Hitler’s Canary

Lillian - Golden Valley, Minnesota
Entered on June 2, 2008
Age Group: Under 18

“Because I said so.” Among the entire English language, those four words are some of the words I dislike the most when put together in that order. For what kind of reasoning and justice is there in those words? What gives people the right to order others around because of perhaps their seniority or position? The answer is, there is no right. When you get to a certain age, nobody really understands what is truly best for you, except for one person, you. Guidance is helpful and appreciated at times, but in certain circumstances, it’s up to you to decide what happens. I’ve come to a conclusion that I believe in questioning authority.

I remember reading a book called Hitler’s Canary. It was about during World War II, about the Danish. The Germans had invaded Denmark and all the Danes did was obey, do as they were told. Soon, Denmark became known as Hitler’s Canary because it was like Hitler had them captured in a cage and could tell them to do anything without resistance. Eventually though, something caused them to stir. That little something, whatever it was, started a rebellion. Like a flame, it was fed, and it grew and grew which eventually formed into resistance that saved thousands of Jews. Through, persistence and strength, the Danes stood up to Hitler and his army, making a difference in the war, helping those who could not help themselves.

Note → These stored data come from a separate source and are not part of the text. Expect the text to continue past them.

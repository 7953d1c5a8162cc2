use std::path::{Path, PathBuf};
use std::sync::Arc;

use chrono::{DateTime, Local};
use nscat_core::AppConfig;
use nscat_export::resolve_dir;

use crate::logging::RUN_SPAN;

const CSV_FALLBACK: &str = "catalog-runner-csv";
const LOGS_FALLBACK: &str = "catalog-runner-logs";
const DASHBOARD_FALLBACK: &str = "catalog-runner-dashboard";
const APP_LOG: &str = "app.log";

/// Output directories under the configured root, each replaced by a
/// temp-dir fallback when it cannot be created.
#[derive(Debug, Clone, PartialEq, Eq)]
pub struct OutputPaths {
    pub root: PathBuf,
    pub csv: PathBuf,
    pub logs: PathBuf,
    pub dashboard: PathBuf,
}

impl OutputPaths {
    #[must_use]
    pub fn resolve(root: &Path) -> Self {
        Self {
            root: root.to_path_buf(),
            csv: resolve_dir(&root.join("csv"), CSV_FALLBACK),
            logs: resolve_dir(&root.join("logs"), LOGS_FALLBACK),
            dashboard: resolve_dir(&root.join("dashboard"), DASHBOARD_FALLBACK),
        }
    }

    /// Log appended to by every run.
    #[must_use]
    pub fn app_log(&self) -> PathBuf {
        self.logs.join(APP_LOG)
    }
}

/// Everything one invocation needs, fixed at construction.
#[derive(Debug, Clone)]
pub struct RunContext {
    pub config: Arc<AppConfig>,
    pub paths: OutputPaths,
    /// `YYYYmmdd-HHMMSS` in local time.
    pub run_id: String,
    pub started_at: DateTime<Local>,
    pub run_log: PathBuf,
}

impl RunContext {
    #[must_use]
    pub fn new(config: Arc<AppConfig>) -> Self {
        Self::starting_at(config, Local::now())
    }

    #[must_use]
    pub fn starting_at(config: Arc<AppConfig>, started_at: DateTime<Local>) -> Self {
        let paths = OutputPaths::resolve(&config.output_dir);
        let run_id = started_at.format("%Y%m%d-%H%M%S").to_string();
        let run_log = paths.logs.join(format!("run-{run_id}.log"));
        Self {
            config,
            paths,
            run_id,
            started_at,
            run_log,
        }
    }

    /// Span that scopes this run's events, so a per-run log can pick them out.
    #[must_use]
    pub fn span(&self) -> tracing::Span {
        tracing::info_span!(RUN_SPAN, run_id = %self.run_id)
    }

    /// File name of the run log, as reported to callers.
    #[must_use]
    pub fn run_log_name(&self) -> String {
        self.run_log
            .file_name()
            .map(|n| n.to_string_lossy().into_owned())
            .unwrap_or_default()
    }
}
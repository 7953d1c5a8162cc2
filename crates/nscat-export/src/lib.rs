//! Per-manufacturer CSV files and the HTML dashboard listing them.

pub mod dashboard;
pub mod dirs;
pub mod error;
pub mod layout;
pub mod writer;

pub use dashboard::{render_dashboard, DashboardEntry};
pub use dirs::resolve_dir;
pub use error::ExportError;
pub use layout::{cell_text, header, row};
pub use writer::{brand_file_name, ExportFailure, ExportReport, ExportedFile, Exporter};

By reading that book, it helped me to see that I can do the same. Even for the unfair, little things that authority figures tell us to do that may seem inconsequential, question them. Even by challenging the small things, it can have a bigger outcome. Look what the Danes did, and what they achieved by standing up to those who thought they were better than them. It started out by maybe just shunning the Germans, something small, but grew to something much bigger, that made a huge impact on everyone.

And for those adults and parents out there, remember, kids are not “bad” or “disobedient” just because they don’t do something that you tell them to do. They are merely just standing up for what they believe is right and just. I am not saying let people get away with everything, but it is good to practice questioning things, people, and ideas.

I believe in that only I know what is best for myself. I believe that rebellion in some cases can be good. I believe in standing up against those unfair things in life. Most importantly though, I believe in order to achieve these things you must question authority. So when a teacher says something that I don’t agree with, I question them. I prove them wrong. I fight back. This I believe.